Dick Taylor per la cronaca, chitarrista dal suono potente, era stato reclutato da Brian Jones (insieme a Jagger e Richards che con lui facevano parte dei Blue Boys) per suonare nel gruppo che Jones stava mettendo insieme (occorre dirvi il nome?), ma dopo un po’ ne era uscito perché lo avevano destinato a suonare il basso e la cosa non gli piaceva.
Il disco finale dei Pretty Things, uscito a settembre dello scorso anno col titolo di Bare As Bone, Bright As Blood è un disco dalle atmosfere acustiche realizzato con l’aiuto di pochi comprimari, praticamente tutti chitarristi (tra cui George Woosey, il bassista degli ultimi dodici anni) , con l’esclusione del violinista Jon Wigg e di Sam Brothers, che suona anche banjo e armonica. Taylor e May mettono in fila una dozzina di composizioni dalle diverse ispirazioni, da brani cantautorali presi in prestito ad illustri colleghi più giovani a solidi blues dal pedigree eccellentissimo che permettono a Taylor di svisare con la slide e a May di adattare la sua nuova voce arrochita dagli anni e dalla malattia. Il risultato è pregevole fin dall’iniziale ripresa di Can’t Be Satisfied e da Come On In My Kitchen (l’armonica di Brothers è qui semplicemente unica) che nulla hanno da invidiare alle molte che abbiamo già ascoltato e per di più sfoderano anche arrangiamenti non scontati.
Ain’t No Grave, come il titolo fa evincere, è un blues sepolcrale preso in prestito dal predicatore pentecostale americano Claude Ely, mentre Falultline è una personale rivisitazione di un brano dei Black Rebel Motorcycle Club, tratto dal terzo disco della band uscito nel 2005. Con Redemption Day, che chiude il lato A, i Pretty Things rileggono invece Sheryl Corw, come se si trattasse di una canzone di Nick Cave, con la voce di May che si fa particolarmente profonda e dolente.

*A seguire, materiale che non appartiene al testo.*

//! Proof bases: the justifications found for a sentence.
//!
//! A [`ProofBasis`] is one way of proving a sentence: the premises it rests on
//! plus the variable bindings under which it holds. [`ProofBases`] collects the
//! alternatives; the sentence is provable by any one of them.

use std::collections::{btree_set, BTreeSet};

use serde::Serialize;

use crate::expression::{Expression, Variable};
use crate::substitution::Substitution;

/// Premises and bindings underwriting one proof.
///
/// Premise order encodes dependency: later premises may presuppose earlier ones.
#[derive(Debug, Clone, Default, PartialEq, Eq, PartialOrd, Ord, Hash, Serialize)]
pub struct ProofBasis {
    premises: Vec<Expression>,
    substitution: Substitution,
}

impl ProofBasis {
    /// Create a basis.
    pub fn new(premises: Vec<Expression>, substitution: Substitution) -> Self {
        Self {
            premises,
            substitution,
        }
    }

    /// A basis with no premises and no bindings.
    pub fn empty() -> Self {
        Self::default()
    }

    /// A basis resting on a single premise.
    pub fn premise(premise: Expression) -> Self {
        Self::new(vec![premise], Substitution::new())
    }

    /// A basis that only records bindings.
    pub fn binding(substitution: Substitution) -> Self {
        Self::new(Vec::new(), substitution)
    }

    /// The premises, in dependency order.
    pub fn premises(&self) -> &[Expression] {
        &self.premises
    }

    /// The shared substitution.
    pub fn substitution(&self) -> &Substitution {
        &self.substitution
    }

    /// Joint proof: `self` first, then `other` under `self`'s bindings.
    pub fn product(&self, other: &ProofBasis) -> ProofBasis {
        let mut premises = self.premises.clone();
        premises.extend(
            other
                .premises
                .iter()
                .map(|premise| premise.substitute(&self.substitution)),
        );
        ProofBasis {
            premises,
            substitution: self.substitution.compose(&other.substitution),
        }
    }

    /// Drop bindings of variables outside `variables`.
    pub fn restrict(&self, variables: &BTreeSet<Variable>) -> ProofBasis {
        ProofBasis {
            premises: self.premises.clone(),
            substitution: self.substitution.restrict(variables),
        }
    }

    /// Conformity-typed premises: the planned actions.
    pub fn actions(&self) -> Vec<Expression> {
        self.premises
            .iter()
            .filter(|premise| premise.semantic_type().is_conformity())
            .cloned()
            .collect()
    }
}

/// Alternative proofs of one sentence, deduplicated by value.
#[derive(Debug, Clone, Default, PartialEq, Eq, Serialize)]
pub struct ProofBases {
    bases: BTreeSet<ProofBasis>,
}

impl ProofBases {
    /// Create an empty set: no proof known.
    pub fn new() -> Self {
        Self::default()
    }

    /// A set holding one basis.
    pub fn single(basis: ProofBasis) -> Self {
        let mut bases = Self::new();
        bases.insert(basis);
        bases
    }

    /// Add an alternative. Returns false if it was already present.
    pub fn insert(&mut self, basis: ProofBasis) -> bool {
        self.bases.insert(basis)
    }

    /// Logical OR: absorb every alternative of `other`.
    pub fn join(&mut self, other: ProofBases) {
        self.bases.extend(other.bases);
    }

    /// Logical AND: every pairing of an alternative here with one of `other`.
    pub fn meet(&self, other: &ProofBases) -> ProofBases {
        self.bases
            .iter()
            .flat_map(|left| other.bases.iter().map(move |right| left.product(right)))
            .collect()
    }

    /// Number of alternatives.
    pub fn len(&self) -> usize {
        self.bases.len()
    }

    /// Returns true if no proof is known.
    pub fn is_empty(&self) -> bool {
        self.bases.is_empty()
    }

    /// Returns true if the basis is one of the alternatives.
    pub fn contains(&self, basis: &ProofBasis) -> bool {
        self.bases.contains(basis)
    }

    /// Forget every alternative.
    pub fn clear(&mut self) {
        self.bases.clear();
    }

    /// Iterate over alternatives in their canonical order.
    pub fn iter(&self) -> btree_set::Iter<'_, ProofBasis> {
        self.bases.iter()
    }

    /// Restrict every alternative's bindings to `variables`.
    pub fn restrict(self, variables: &BTreeSet<Variable>) -> ProofBases {
        self.bases
            .into_iter()
            .map(|basis| basis.restrict(variables))
            .collect()
    }
}

impl FromIterator<ProofBasis> for ProofBases {
    fn from_iter<I: IntoIterator<Item = ProofBasis>>(iter: I) -> Self {
        Self {
            bases: iter.into_iter().collect(),
        }
    }
}

impl Extend<ProofBasis> for ProofBases {
    fn extend<I: IntoIterator<Item = ProofBasis>>(&mut self, iter: I) {
        self.bases.extend(iter);
    }
}

impl IntoIterator for ProofBases {
    type Item = ProofBasis;
    type IntoIter = btree_set::IntoIter<ProofBasis>;

    fn into_iter(self) -> Self::IntoIter {
        self.bases.into_iter()
    }
}

impl<'a> IntoIterator for &'a ProofBases {
    type Item = &'a ProofBasis;
    type IntoIter = btree_set::Iter<'a, ProofBasis>;

    fn into_iter(self) -> Self::IntoIter {
        self.bases.iter()
    }
}
//! Node configuration.

use std::net::SocketAddr;

use anyhow::Context;
use noesis_core::WordSpec;
use noesis_planner::PlannerConfig;
use serde::{Deserialize, Serialize};
use tracing::info;

/// Environment variable naming the JSON config file.
pub const CONFIG_ENV: &str = "NOESIS_CONFIG";

/// Configuration for the node.
#[derive(Debug, Clone, Serialize, Deserialize)]
#[serde(default)]
pub struct NodeConfig {
    /// Address the API listens on.
    pub listen: SocketAddr,

    /// Seed the kitchen world on startup.
    pub demo: bool,

    /// Extra words for the lexicon.
    pub lexicon: Vec<WordSpec>,

    /// Search settings. `planner.tick_interval_ms` also paces the engine.
    pub planner: PlannerConfig,
}

impl Default for NodeConfig {
    fn default() -> Self {
        Self {
            listen: SocketAddr::from(([0, 0, 0, 0], 3000)),
            demo: true,
            lexicon: Vec::new(),
            planner: PlannerConfig::default(),
        }
    }
}

impl NodeConfig {
    /// Load from the file named by `NOESIS_CONFIG`, or use defaults.
    pub fn load() -> anyhow::Result<Self> {
        match std::env::var(CONFIG_ENV) {
            Ok(path) => {
                let text = std::fs::read_to_string(&path)
                    .with_context(|| format!("reading config file {}", path))?;
                let config = Self::from_json(&text)
                    .with_context(|| format!("parsing config file {}", path))?;
                info!("Loaded configuration from {}", path);
                Ok(config)
            }
            Err(_) => Ok(Self::default()),
        }
    }

    /// Parse a JSON config. Missing fields take their defaults.
    pub fn from_json(text: &str) -> anyhow::Result<Self> {
        Ok(serde_json::from_str(text)?)
    }
}

#[cfg(test)]
mod tests {
    use super::*;
    use std::time::Duration;
    use noesis_planner::ExpansionBackend;

    #[test]
    fn test_partial_config() {
        let config = NodeConfig::from_json(
            r#"{
                "listen": "127.0.0.1:4000",
                "demo": false,
                "planner": {"backend": "rule_table"}
            }"#,
        )
        .unwrap();

        assert_eq!(config.listen.port(), 4000);
        assert!(!config.demo);
        assert_eq!(config.planner.tick_interval_ms, 16);
        assert_eq!(config.planner.backend, ExpansionBackend::RuleTable);
        assert_eq!(config.planner.tick_budget_ms, 8);
    }

    #[test]
    fn test_rejects_malformed_config() {
        assert!(NodeConfig::from_json(r#"{"planner": {"tick_interval_ms": "soon"}}"#).is_err());
    }

    #[test]
    fn test_planner_paces_engine() {
        let config = NodeConfig::from_json(r#"{"planner": {"tick_interval_ms": 5}}"#).unwrap();
        assert_eq!(config.planner.tick_interval(), Duration::from_millis(5));
    }
}
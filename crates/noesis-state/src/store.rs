//! The mental store: what an agent believes and what it wants.

use std::collections::BTreeSet;
use std::sync::Arc;

use chrono::{DateTime, Utc};
use noesis_core::{Constant, Expression, Logical, NoesisError, Result, SemanticType};
use serde::{Deserialize, Serialize};
use tracing::{debug, info};

use crate::snapshot::BeliefView;

/// A point in world space.
#[derive(Debug, Clone, Copy, PartialEq, Serialize, Deserialize)]
pub struct Location {
    pub x: f32,
    pub y: f32,
    pub z: f32,
}

impl Location {
    /// Create a location.
    pub fn new(x: f32, y: f32, z: f32) -> Self {
        Self { x, y, z }
    }
}

/// A perceived object and where it was seen.
#[derive(Debug, Clone, Serialize)]
pub struct PerceptRecord {
    /// The individual constant standing for the object.
    pub symbol: Expression,

    /// Where the object is.
    pub location: Location,

    /// When the object was first perceived.
    pub first_seen: DateTime<Utc>,
}

/// Visual and evaluative belief bases plus the percept registry.
///
/// Both bases are copy-on-write: a [`BeliefView`] taken with
/// [`MentalStore::view`] is unaffected by later assertions.
#[derive(Debug, Default)]
pub struct MentalStore {
    visual: Arc<BTreeSet<Expression>>,
    evaluative: Arc<BTreeSet<Expression>>,
    percepts: Vec<PerceptRecord>,
    next_parameter: u64,
    max_depth: usize,
    generation: u64,
    initialized: bool,
}

impl MentalStore {
    /// Create an empty store.
    pub fn new() -> Self {
        Self::default()
    }

    /// Seed the store with beliefs and desires. May be called once.
    ///
    /// Nothing is stored unless every item is a sentence.
    pub fn initialize<B, D>(&mut self, visual: B, desires: D) -> Result<()>
    where
        B: IntoIterator<Item = Expression>,
        D: IntoIterator<Item = Expression>,
    {
        if self.initialized {
            return Err(NoesisError::AlreadyInitialized);
        }

        let visual: Vec<Expression> = visual.into_iter().collect();
        let desires: Vec<Expression> = desires.into_iter().collect();
        for sentence in visual.iter().chain(desires.iter()) {
            sentence.expect_sentence()?;
        }
        let evaluative = desires
            .into_iter()
            .map(desirable)
            .collect::<Result<Vec<_>>>()?;

        let visual_count = visual.len();
        let desire_count = evaluative.len();
        for sentence in visual {
            self.store_visual(sentence);
        }
        for sentence in evaluative {
            self.store_evaluative(sentence);
        }
        self.initialized = true;
        self.generation += 1;

        info!(
            beliefs = visual_count,
            desires = desire_count,
            max_depth = self.max_depth,
            "Mental store initialized"
        );
        Ok(())
    }

    /// Add a sentence to the visual base. Returns false if it was already there.
    pub fn assert_belief(&mut self, sentence: Expression) -> Result<bool> {
        sentence.expect_sentence()?;
        let added = self.store_visual(sentence);
        if added {
            self.generation += 1;
        }
        Ok(added)
    }

    /// Add a desire to the evaluative base. Returns false if it was already there.
    pub fn assert_desire(&mut self, sentence: Expression) -> Result<bool> {
        sentence.expect_sentence()?;
        let added = self.store_evaluative(desirable(sentence)?);
        if added {
            self.generation += 1;
        }
        Ok(added)
    }

    /// Record a perceived object and believe `characteristic` of it.
    ///
    /// An object at a location already on record reuses that record's
    /// symbol. Otherwise a fresh individual constant `p1`, `p2`, ... is
    /// minted. Returns the symbol.
    pub fn construct_percept(
        &mut self,
        characteristic: &Expression,
        location: Location,
    ) -> Result<Expression> {
        let existing = self
            .percepts
            .iter()
            .find(|record| record.location == location)
            .map(|record| record.symbol.clone());

        let (symbol, parameter) = match &existing {
            Some(symbol) => (symbol.clone(), self.next_parameter),
            None => {
                let (constant, parameter) = self.unused_parameter(characteristic);
                (Expression::word(constant), parameter)
            }
        };

        let sentence = characteristic.apply(std::slice::from_ref(&symbol))?;
        sentence.expect_sentence()?;

        if existing.is_none() {
            self.next_parameter = parameter;
            self.percepts.push(PerceptRecord {
                symbol: symbol.clone(),
                location,
                first_seen: Utc::now(),
            });
            debug!(symbol = %symbol, ?location, "New percept");
        }

        if self.store_visual(sentence) {
            self.generation += 1;
        }
        Ok(symbol)
    }

    /// The next numbered individual that neither `characteristic` nor any
    /// stored sentence mentions.
    fn unused_parameter(&self, characteristic: &Expression) -> (Constant, u64) {
        let mut parameter = self.next_parameter;
        loop {
            parameter += 1;
            let constant = Constant::new(format!("p{}", parameter), SemanticType::individual());
            let mentioned = self
                .visual
                .iter()
                .chain(self.evaluative.iter())
                .chain(std::iter::once(characteristic))
                .any(|sentence| sentence.mentions(&constant));
            if !mentioned {
                return (constant, parameter);
            }
        }
    }

    /// Take a snapshot of the current beliefs and desires.
    pub fn view(&self) -> BeliefView {
        BeliefView {
            visual: Arc::clone(&self.visual),
            evaluative: Arc::clone(&self.evaluative),
            max_depth: self.max_depth,
            generation: self.generation,
        }
    }

    /// Visual beliefs in canonical order.
    pub fn beliefs(&self) -> impl Iterator<Item = &Expression> {
        self.visual.iter()
    }

    /// Evaluative base entries, each of the form `GOOD(s)`.
    pub fn desires(&self) -> impl Iterator<Item = &Expression> {
        self.evaluative.iter()
    }

    /// Every percept on record, oldest first.
    pub fn percepts(&self) -> &[PerceptRecord] {
        &self.percepts
    }

    /// Deepest structural depth of any stored sentence.
    pub fn max_depth(&self) -> usize {
        self.max_depth
    }

    /// Incremented on every change.
    pub fn generation(&self) -> u64 {
        self.generation
    }

    /// Returns true once [`MentalStore::initialize`] has succeeded.
    pub fn is_initialized(&self) -> bool {
        self.initialized
    }

    fn store_visual(&mut self, sentence: Expression) -> bool {
        self.max_depth = self.max_depth.max(sentence.depth());
        if self.visual.contains(&sentence) {
            return false;
        }
        Arc::make_mut(&mut self.visual).insert(sentence)
    }

    fn store_evaluative(&mut self, sentence: Expression) -> bool {
        self.max_depth = self.max_depth.max(sentence.depth());
        if self.evaluative.contains(&sentence) {
            return false;
        }
        Arc::make_mut(&mut self.evaluative).insert(sentence)
    }
}

/// `GOOD(s)`, leaving already-wrapped desires alone.
fn desirable(sentence: Expression) -> Result<Expression> {
    if Logical::Good.heads(&sentence) {
        Ok(sentence)
    } else {
        Logical::Good.apply(&[sentence])
    }
}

Il lato B parte con una doppietta altrettanto dolente, una composizione di Gillian Welch (The Devil Had A Hold On Me) e una di Woosey (Bright As Blood), entrambe caratterizzate dagli interventi di banjo e violino.
Poi si torna al blues eterno con una Love In Vain come si deve, una delle poche davvero valide dopo quella dei Rolling Stones e il traditional Black Girl (un brano di dominio pubblico che con altri titoli si era già fatto interpretare dal Sir Douglas Quintet e da Gene Clark, tra i molti): la versione è all’altezza del sound cupo, quasi da funerale, che pervade buona parte del disco, quasi i Pretty Things avessero avuto il sentore che non ce ne sarebbero stati altri.
To Build A Wall, del cantautore britannico Will Varley, è dedicata da May ai figli ed è forse il brano in cui la voce arranca maggiormente, si sente la sofferenza del cantante che la interpreta in maniera molto sentita, poi con la lenta ballata Another World il disco giunge al capolinea, un disco importante e non solo perché dai Pretty Things altri non ne avremo.